Le accuse. Secondo i giudici, direttori di filiale e funzionari «in collaborazione con gli agenti Idb, fornivano «rappresentazioni fuorvianti, parziali e ingannevoli» sia sull’investimento, sia sulle modalità di determinazione del prezzo, sia sull’andamento del mercato dei diamanti.
Accuse pesanti, quelle dei giudici: le brochure date ai clienti pubblicizzavano “diamanti da investimento”, “bene rifugio”, “liquidabilità certa”, “possibilità di disinvestire in 30 giorni”. Ancora: veniva usato il termine “quotazione” e non “listino prezzi”, per indurre i clienti a credere si trattasse di valutazioni oggettive di mercato. E si «falsificavano» o comunque di «usavano nelle trattative false quotazioni», in realtà listini decisi dalle società (Idb).
Così le somme chieste ai clienti andavano non a coprire il valore reale dei diamanti, ma comprendevano commissioni, oneri, assicurazioni.

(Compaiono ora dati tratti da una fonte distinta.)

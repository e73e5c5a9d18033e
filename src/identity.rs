//! Identity & role context
//!
//! Resolves an opaque credential into a [`Principal`]. The engine only ever
//! sees principals; how a credential is checked lives behind
//! [`CredentialVerifier`]. [`TokenAuthority`] is the signed-token realization.

use super::error::WorkflowError;
use chrono::{Duration, Utc};
use jsonwebtoken::{
    Algorithm, DecodingKey, EncodingKey, Header, Validation, decode, encode, errors::ErrorKind,
};
use serde::{Deserialize, Serialize};
use std::{fmt, str::FromStr};

#[derive(thiserror::Error, Debug)]
pub enum AuthError {
    #[error("No credential provided")]
    MissingCredential,
    #[error("Credential expired")]
    Expired,
    #[error("Invalid credential: {0}")]
    InvalidCredential(String),
    #[error("Unknown role: {0:?}")]
    UnknownRole(String),
    #[error("Token could not be issued: {0}")]
    Issue(String),
}

#[derive(Debug, Clone, Copy, PartialEq, Eq, Hash)]
pub enum Role {
    Admin,
    Maker,
    Checker,
    Accountant,
}

/// Role-gated workflow actions.
#[derive(Debug, Clone, Copy, PartialEq, Eq)]
pub enum Action {
    Review,
    Disburse,
    RecordPayment,
}

#[derive(Debug, Clone, PartialEq, Eq)]
pub struct Principal {
    pub id: String,
    pub username: String,
    pub role: Role,
}

pub trait CredentialVerifier: Send + Sync {
    fn verify(&self, credential: &str) -> Result<Principal, AuthError>;
}

/// JWT claims carried by staff tokens
#[derive(Debug, Serialize, Deserialize, Clone)]
pub struct Claims {
    /// Subject (staff user ID)
    pub sub: String,
    pub username: String,
    pub role: String,
    /// Issued at (Unix timestamp)
    pub iat: i64,
    /// Expiration (Unix timestamp)
    pub exp: i64,
}

/// Issues and verifies HS256-signed staff tokens
pub struct TokenAuthority {
    encoding: EncodingKey,
    decoding: DecodingKey,
    validation: Validation,
    ttl: Duration,
}

impl Role {
    pub const ALL: [Role; 4] = [Role::Admin, Role::Maker, Role::Checker, Role::Accountant];

    pub fn as_str(&self) -> &'static str {
        match self {
            Role::Admin => "admin",
            Role::Maker => "maker",
            Role::Checker => "checker",
            Role::Accountant => "accountant",
        }
    }

    pub fn permits(&self, action: Action) -> bool {
        match action {
            Action::Review => matches!(self, Role::Checker | Role::Admin),
            Action::Disburse | Action::RecordPayment => {
                matches!(self, Role::Accountant | Role::Admin)
            }
        }
    }
}

impl fmt::Display for Role {
    fn fmt(&self, f: &mut fmt::Formatter<'_>) -> fmt::Result {
        f.write_str(self.as_str())
    }
}

impl FromStr for Role {
    type Err = AuthError;

    fn from_str(s: &str) -> Result<Self, Self::Err> {
        Role::ALL
            .into_iter()
            .find(|role| role.as_str().eq_ignore_ascii_case(s.trim()))
            .ok_or_else(|| AuthError::UnknownRole(s.to_string()))
    }
}

impl fmt::Display for Action {
    fn fmt(&self, f: &mut fmt::Formatter<'_>) -> fmt::Result {
        f.write_str(match self {
            Action::Review => "review loans",
            Action::Disburse => "disburse loans",
            Action::RecordPayment => "record payments",
        })
    }
}

impl Principal {
    pub fn new(id: &str, username: &str, role: Role) -> Self {
        Self {
            id: id.to_string(),
            username: username.to_string(),
            role,
        }
    }

    pub fn authorize(&self, action: Action) -> Result<(), WorkflowError> {
        if self.role.permits(action) {
            return Ok(());
        }

        tracing::warn!(
            principal = %self.id,
            role = %self.role,
            %action,
            "Action denied for role"
        );
        Err(WorkflowError::Forbidden {
            role: self.role,
            action,
        })
    }
}

impl TokenAuthority {
    /// # Arguments
    /// * `secret` - HMAC signing secret
    /// * `ttl_seconds` - lifetime of issued tokens
    pub fn new(secret: &[u8], ttl_seconds: i64) -> Self {
        let mut validation = Validation::new(Algorithm::HS256);
        validation.set_required_spec_claims(&["exp", "sub"]);

        Self {
            encoding: EncodingKey::from_secret(secret),
            decoding: DecodingKey::from_secret(secret),
            validation,
            ttl: Duration::seconds(ttl_seconds),
        }
    }

    pub fn issue(&self, principal: &Principal) -> Result<String, AuthError> {
        let now = Utc::now();
        let claims = Claims {
            sub: principal.id.clone(),
            username: principal.username.clone(),
            role: principal.role.as_str().to_string(),
            iat: now.timestamp(),
            exp: (now + self.ttl).timestamp(),
        };

        encode(&Header::new(Algorithm::HS256), &claims, &self.encoding)
            .map_err(|e| AuthError::Issue(e.to_string()))
    }
}

impl CredentialVerifier for TokenAuthority {
    fn verify(&self, credential: &str) -> Result<Principal, AuthError> {
        let credential = credential.trim();
        let token = credential
            .strip_prefix("Bearer")
            .map(str::trim)
            .unwrap_or(credential);
        if token.is_empty() {
            return Err(AuthError::MissingCredential);
        }

        let data = decode::<Claims>(token, &self.decoding, &self.validation).map_err(|e| {
            match e.kind() {
                ErrorKind::ExpiredSignature => AuthError::Expired,
                _ => AuthError::InvalidCredential(e.to_string()),
            }
        })?;

        let role = data
            .claims
            .role
            .parse::<Role>()
            .map_err(|e| AuthError::InvalidCredential(e.to_string()))?;

        Ok(Principal {
            id: data.claims.sub,
            username: data.claims.username,
            role,
        })
    }
}

#[cfg(test)]
mod tests {
    use super::*;

    #[test]
    fn role_permissions() {
        assert!(Role::Checker.permits(Action::Review));
        assert!(Role::Admin.permits(Action::Review));
        assert!(!Role::Accountant.permits(Action::Review));
        assert!(!Role::Maker.permits(Action::Review));

        for action in [Action::Disburse, Action::RecordPayment] {
            assert!(Role::Accountant.permits(action));
            assert!(Role::Admin.permits(action));
            assert!(!Role::Checker.permits(action));
            assert!(!Role::Maker.permits(action));
        }
    }

    #[test]
    fn token_round_trip() {
        let authority = TokenAuthority::new(b"unit-test-secret", 3600);
        let principal = Principal::new("user-7", "checker1", Role::Checker);

        let token = authority.issue(&principal).unwrap();
        assert_eq!(authority.verify(&token).unwrap(), principal);
        assert_eq!(authority.verify(&format!("Bearer {token}")).unwrap(), principal);
    }

    #[test]
    fn blank_credential_is_missing() {
        let authority = TokenAuthority::new(b"unit-test-secret", 3600);
        assert!(matches!(
            authority.verify("Bearer   "),
            Err(AuthError::MissingCredential)
        ));
    }
}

Illusoria la possibilità di disinvestimento, perché il cliente per recedere doveva pagare ulteriori commissioni. Alla fine, i clienti pagavano oltre il doppio del reale valore, stando ai listini ufficiali Rapaport. Quadro affine sul versante delle Dpi, guidata da Maurizio Sacchi con la figlia Eleonora Maria. Per la Dpi 165 milioni di ingiusto profitto, per Mps 35 milioni, per Intesa S.Paolo oltre 11.